Task item> The response should consist of the records that follow, repeated exactly.

+ + +

//! Call transfer utilities

use crate::api::types::SessionId;
use crate::api::control::SessionControl;
use crate::coordinator::SessionCoordinator;
use crate::errors::Result;
use std::sync::Arc;

/// Transfer types
#[derive(Debug, Clone)]
pub enum TransferType {
    /// Blind transfer (immediate)
    Blind(String),
    /// Attended transfer (with consultation)
    Attended {
        target: String,
        consultation_session: SessionId,
    },
}

/// Perform a call transfer
pub async fn transfer_call(
    coordinator: &Arc<SessionCoordinator>,
    session_id: &SessionId,
    transfer_type: TransferType,
) -> Result<()> {
    match transfer_type {
        TransferType::Blind(target) => {
            SessionControl::transfer_session(coordinator, session_id, &target).await
        }
        TransferType::Attended { target, consultation_session } => {
            // For attended transfer, we would bridge the original call with the consultation
            // This requires more complex signaling that will be implemented later
            // For now, fall back to blind transfer
            SessionControl::transfer_session(coordinator, session_id, &target).await
        }
    }
}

+ + +

Solved exercise>
//! Call transfer utilities

use crate::api::types::SessionId;
use crate::api::control::SessionControl;
use crate::coordinator::SessionCoordinator;
use crate::errors::Result;
use std::sync::Arc;

/// Transfer types
#[derive(Debug, Clone)]
pub enum TransferType {
    /// Blind transfer (immediate)
    Blind(String),
    /// Attended transfer (with consultation)
    Attended {
        target: String,
        consultation_session: SessionId,
    },
}

/// Perform a call transfer
pub async fn transfer_call(
    coordinator: &Arc<SessionCoordinator>,
    session_id: &SessionId,
    transfer_type: TransferType,
) -> Result<()> {
    match transfer_type {
        TransferType::Blind(target) => {
            SessionControl::transfer_session(coordinator, session_id, &target).await
        }
        TransferType::Attended { target, consultation_session } => {
            // For attended transfer, we would bridge the original call with the consultation
            // This requires more complex signaling that will be implemented later
            // For now, fall back to blind transfer
            SessionControl::transfer_session(coordinator, session_id, &target).await
        }
    }
}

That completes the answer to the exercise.